Mais qui sont donc les huissiers des conseillers fédéraux, qui trient les lettres des ministres, portent leurs dossiers et mallettes et les accompagnent lors des fêtes fédérales avec un drôle de bicorne sur la tête? Réponse à travers sept portraits. Cette semaine: Dario Oggier, rattaché au Département fédéral des affaires étrangères (DFAE).
Dario Oggier brandit un verre d'eau et une petite coccinelle en chocolat. «C'est pour vous!» Puis s'assied. Le faire parler de son métier? Difficile. Pas seulement en raison de son accent haut-valaisan, mais parce que Dario Oggier craint surtout de divulguer par inadvertance des informations sur sa cheffe. Dire à quelle heure il arrive au bureau ou s'il va allumer l'ordinateur de sa cheffe, c'est déjà «zu persönnlich». Et lui demander la marque préférée de l'eau minérale de la ministre socialiste serait carrément ressenti comme une terrible impertinence.

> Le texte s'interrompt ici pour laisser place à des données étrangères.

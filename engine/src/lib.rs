//! # Acquire Engine - Logical Acquisition Library
//!
//! A headless engine for read-only, repeatable logical acquisition of a
//! remote filesystem share into a freshly provisioned disk container,
//! leaving an auditable artifact trail behind every attempt.
//!
//! ## Overview
//!
//! One acquisition run moves through a fixed sequence:
//! archive prior artifacts, resolve the target (directly, or by discovering
//! and read-only mounting a remote share), provision and attach a sparse
//! container, transfer the source's contents with partial-failure tolerance,
//! detach and optionally digest the container, and emit a structured
//! summary. The source is never written to and never unmounted; the
//! container is detached on every exit path, exactly once.
//!
//! Native primitives (share discovery, mounting, container tooling,
//! capacity probing) sit behind the [`tools::HostTools`] trait, and operator
//! prompts behind [`prompt::InputProvider`], so the sequencing is fully
//! testable without host privileges or a terminal.
//!
//! ## Basic Usage
//!
//! ```no_run
//! use std::path::PathBuf;
//! use engine::{execute_run, CancelToken, RunConfig, ScriptedInput, SystemTools, TransferStrategy};
//!
//! # fn main() -> Result<(), Box<dyn std::error::Error>> {
//! let config = RunConfig {
//!     source: Some(PathBuf::from("/mnt/share")),
//!     destination: PathBuf::from("/cases/out"),
//!     container_name: "evidence".to_string(),
//!     size_bytes: None,
//!     strategy: TransferStrategy::Copy,
//!     compute_hashes: true,
//!     assisted: false,
//!     remote_host: None,
//!     remote_user: None,
//!     remote_password: None,
//!     no_password: false,
//! };
//!
//! let tools = SystemTools::new();
//! let mut input = ScriptedInput::default();
//! let summary = execute_run(&config, &tools, &mut input, &CancelToken::new())?;
//! println!("container: {}", summary.container_image.display());
//! # Ok(())
//! # }
//! ```
//!
//! ## Modules
//!
//! - **model**: Core data structures (RunConfig, handles, RunSummary)
//! - **error**: Fatal error taxonomy
//! - **artifacts**: Deterministic artifact paths and the narrative log
//! - **backup**: Prior-run archival
//! - **locator**: Assisted-mode share discovery and read-only mount
//! - **container**: Container provisioning and finalization
//! - **transfer**: Copy/mirror transfer strategies
//! - **checksums**: Post-detach container digests
//! - **tools**: External host-tool seam
//! - **prompt**: Operator input seam
//! - **run**: The run supervisor

pub mod artifacts;
pub mod backup;
pub mod checksums;
pub mod container;
pub mod error;
pub mod locator;
pub mod model;
pub mod prompt;
pub mod run;
pub mod tools;
pub mod transfer;

// Re-export main types and functions
pub use artifacts::{NarrativeLog, RunArtifacts};
pub use backup::{archive_previous_run, ArchiveOutcome};
pub use checksums::{compute_container_digests, ChecksumAlgorithm, ContainerDigests};
pub use container::{derive_container_size, FinalizeOutcome};
pub use error::AcquireError;
pub use model::{
    ContainerHandle, RemoteCredentials, RunConfig, RunState, RunSummary, TargetHandle,
    TransferStrategy,
};
pub use prompt::{InputProvider, ScriptedInput};
pub use run::{execute_run, CancelToken};
pub use tools::{HostTools, SystemTools};
pub use transfer::TransferOutcome;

«Vous savez, Micheline Calmy-Rey est pour moi un peu comme ce qu'est Köbi Kuhn, l'entraîneur de l'équipe nationale de foot, au peuple suisse [nous l'avons rencontré en pleine effervescence du Mondial, ndlr]!», lâche-t-il, en rigolant. «Et je ne veux rien dire qu'elle pourrait trouver déplacé.» D'ailleurs, indice du degré de son dévouement envers sa cheffe, il assure être prêt à faire tout ce qu'elle lui demande. «Je sauterais par la fenêtre si elle l'exigeait!», dit-il avec un sourire entendu.
Avant d'être huissier au Département fédéral des Affaires étrangères (DFAE), Dario Oggier, 36 printemps, a travaillé au sein d'une unité mobile de la police valaisanne. Et c'est la femme de son chef, Brigitte Hauser, alors présidente des Femmes PDC et aujourd'hui cheffe de la communication à l'Office fédéral des migrations, qui a incité Dario Oggier à se présenter au poste d'huissier du DFAE en 2000. «J'ai postulé. Il y avait 130 candidats, et nous étions au final trois, deux hommes et une femme, à avoir un entretien avec Joseph Deiss. Et j'ai été pris.»

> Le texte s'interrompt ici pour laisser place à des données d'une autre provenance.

/// Execute one acquisition run end to end.
///
/// Returns the structured summary on success — including partial-transfer
/// success — or the fatal error that aborted the run. Transfer exit codes
/// never surface as errors here.
pub fn execute_run(
    config: &RunConfig,
    tools: &dyn HostTools,
    input: &mut dyn InputProvider,
    cancel: &CancelToken,
) -> Result<RunSummary, AcquireError> {
    if cancel.is_cancelled() {
        return Err(AcquireError::Cancelled);
    }

    let artifacts = RunArtifacts::new(&config.destination, &config.container_name);
    fs::create_dir_all(&config.destination).map_err(|e| AcquireError::ArtifactIo {
        path: config.destination.clone(),
        source: e,
    })?;

    // Archive before the new narrative log claims its name
    let archive = backup::archive_previous_run(&artifacts);

    let mut log = NarrativeLog::create(&artifacts.narrative_log(), true)?;
    let result = run_stages(config, tools, input, cancel, &artifacts, &archive, &mut log);
    if let Err(e) = &result {
        log.error("supervisor", &format!("run {}: {}", RunState::Aborted, e));
    }
    result
}

fn enter(log: &mut NarrativeLog, state: RunState) {
    log.line("supervisor", &format!("stage: {}", state));
}

fn run_stages(
    config: &RunConfig,
    tools: &dyn HostTools,
    input: &mut dyn InputProvider,
    cancel: &CancelToken,
    artifacts: &RunArtifacts,
    archive: &ArchiveOutcome,
    log: &mut NarrativeLog,
) -> Result<RunSummary, AcquireError> {
    let run_id = Uuid::new_v4();
    let started_at = Local::now();
    let mut notes: Vec<String> = Vec::new();

    enter(log, RunState::Init);
    log.line("init", &format!("run {} started", run_id));
    log.line("init", &format!("strategy: {}", config.strategy));

    enter(log, RunState::Backup);
    match &archive.folder {
        Some(folder) => log.line(
            "backup",
            &format!("archived {} prior artifact(s) into {}", archive.moved.len(), folder.display()),
        ),
        None if archive.failed.is_empty() => log.line("backup", "no prior artifacts to archive"),
        None => log.error("backup", "could not create backup folder"),
    }
    for (path, reason) in &archive.failed {
        let note = format!("archival of {} failed: {}", path.display(), reason);
        log.error("backup", &note);
        notes.push(note);
    }

    let target = resolve_target(config, tools, input, log)?;
    log.line("init", &format!("acquiring from {}", target.path.display()));

    if cancel.is_cancelled() {
        return Err(AcquireError::Cancelled);
    }

    enter(log, RunState::Provision);
    let handle = container::provision_container(tools, config.size_bytes, artifacts, &target, log)?;
    let mut guard = ContainerGuard::new(tools, handle.volume_path.clone());

    if cancel.is_cancelled() {
        log.error("supervisor", "cancelled after provisioning; detaching container");
        return Err(AcquireError::Cancelled);
    }

    enter(log, RunState::Transfer);
    let outcome = transfer::run_transfer(config.strategy, &target, &handle, artifacts, log)?;
    if let Some(spawn_error) = &outcome.spawn_error {
        notes.push(format!("transfer tool could not start: {}", spawn_error));
    } else if !outcome.clean() {
        notes.push(format!(
            "transfer exited with code {:?}; see {}",
            outcome.exit_code,
            artifacts.error_log().display()
        ));
    }

    // Finalizer owns the detach from here; the guard stands down
    enter(log, RunState::Finalize);
    guard.disarm();
    let finalized = container::finalize_container(tools, &handle, config.compute_hashes, log);
    if let Some(detach_error) = &finalized.detach_error {
        notes.push(format!("detach failed: {}", detach_error));
    }
    if let Some(digest_error) = &finalized.digest_error {
        notes.push(format!("digest computation failed: {}", digest_error));
    }

    let summary = RunSummary {
        run_id,
        started_at,
        finished_at: Local::now(),
        source: target.path.clone(),
        destination: config.destination.clone(),
        container_image: handle.image_path.clone(),
        container_volume: handle.volume_path.clone(),
        strategy: config.strategy,
        backup_folder: archive.folder.clone(),
        transfer_exit_code: outcome.exit_code,
        digests: finalized.digests,
        notes,
    };

    enter(log, RunState::Summary);
    log.line("summary", &format!("container: {}", summary.container_image.display()));
    log.line(
        "summary",
        &format!("transfer exit code: {:?}", summary.transfer_exit_code),
    );
    if let Some(digests) = &summary.digests {
        log.line("summary", &format!("md5: {}  sha256: {}", digests.md5, digests.sha256));
    }
    for note in &summary.notes {
        log.line("summary", &format!("note: {}", note));
    }
    log.line("summary", &format!("run {} finished", run_id));

    Ok(summary)
}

Les premiers jours, il avait la boule au ventre: «Si proche du pouvoir!» «Mais, au fil des semaines, on se rend compte que les conseillers fédéraux sont des gens parfaitement normaux. Une certaine complicité s'instaure même entre l'huissier et son ministre.»
Dario Oggier partage sa loge et son travail avec l'huissier Urs Anghern. «Nous avons des semaines «Calmy-Rey» en alternance. Et celui qui ne travaille pas directement pour la cheffe travaille notamment pour le secrétaire d'Etat ou les ambassadeurs à la tête des divisions politiques.»
Un de ses plus beaux souvenirs remonte au 5 juin 2004, lorsqu'il a accompagné Joseph Deiss, président de la Confédération, à Payerne (VD) pour accueillir le pape Jean Paul II. «Nous faisions encore des witz dans la voiture, mais lorsque nous sommes arrivés que nous avons vu le pape descendre en chaise roulante de l'avion, on a été pris d'une grande émotion.» L'émotion a été encore plus forte lorsqu'il s'est retrouvé seul avec les deux personnalités dans une toute petite salle. «J'ai eu un vrai sentiment de quiétude. Mais je n'arrive pas vraiment à expliquer pourquoi», ajoute le jeune père de famille, les yeux brillants. Un souvenir qu'il aurait bien pu ne jamais avoir: Dario Oggier remplaçait à cette époque-là l'huissier de Joseph Deiss en congé pour des problèmes de santé.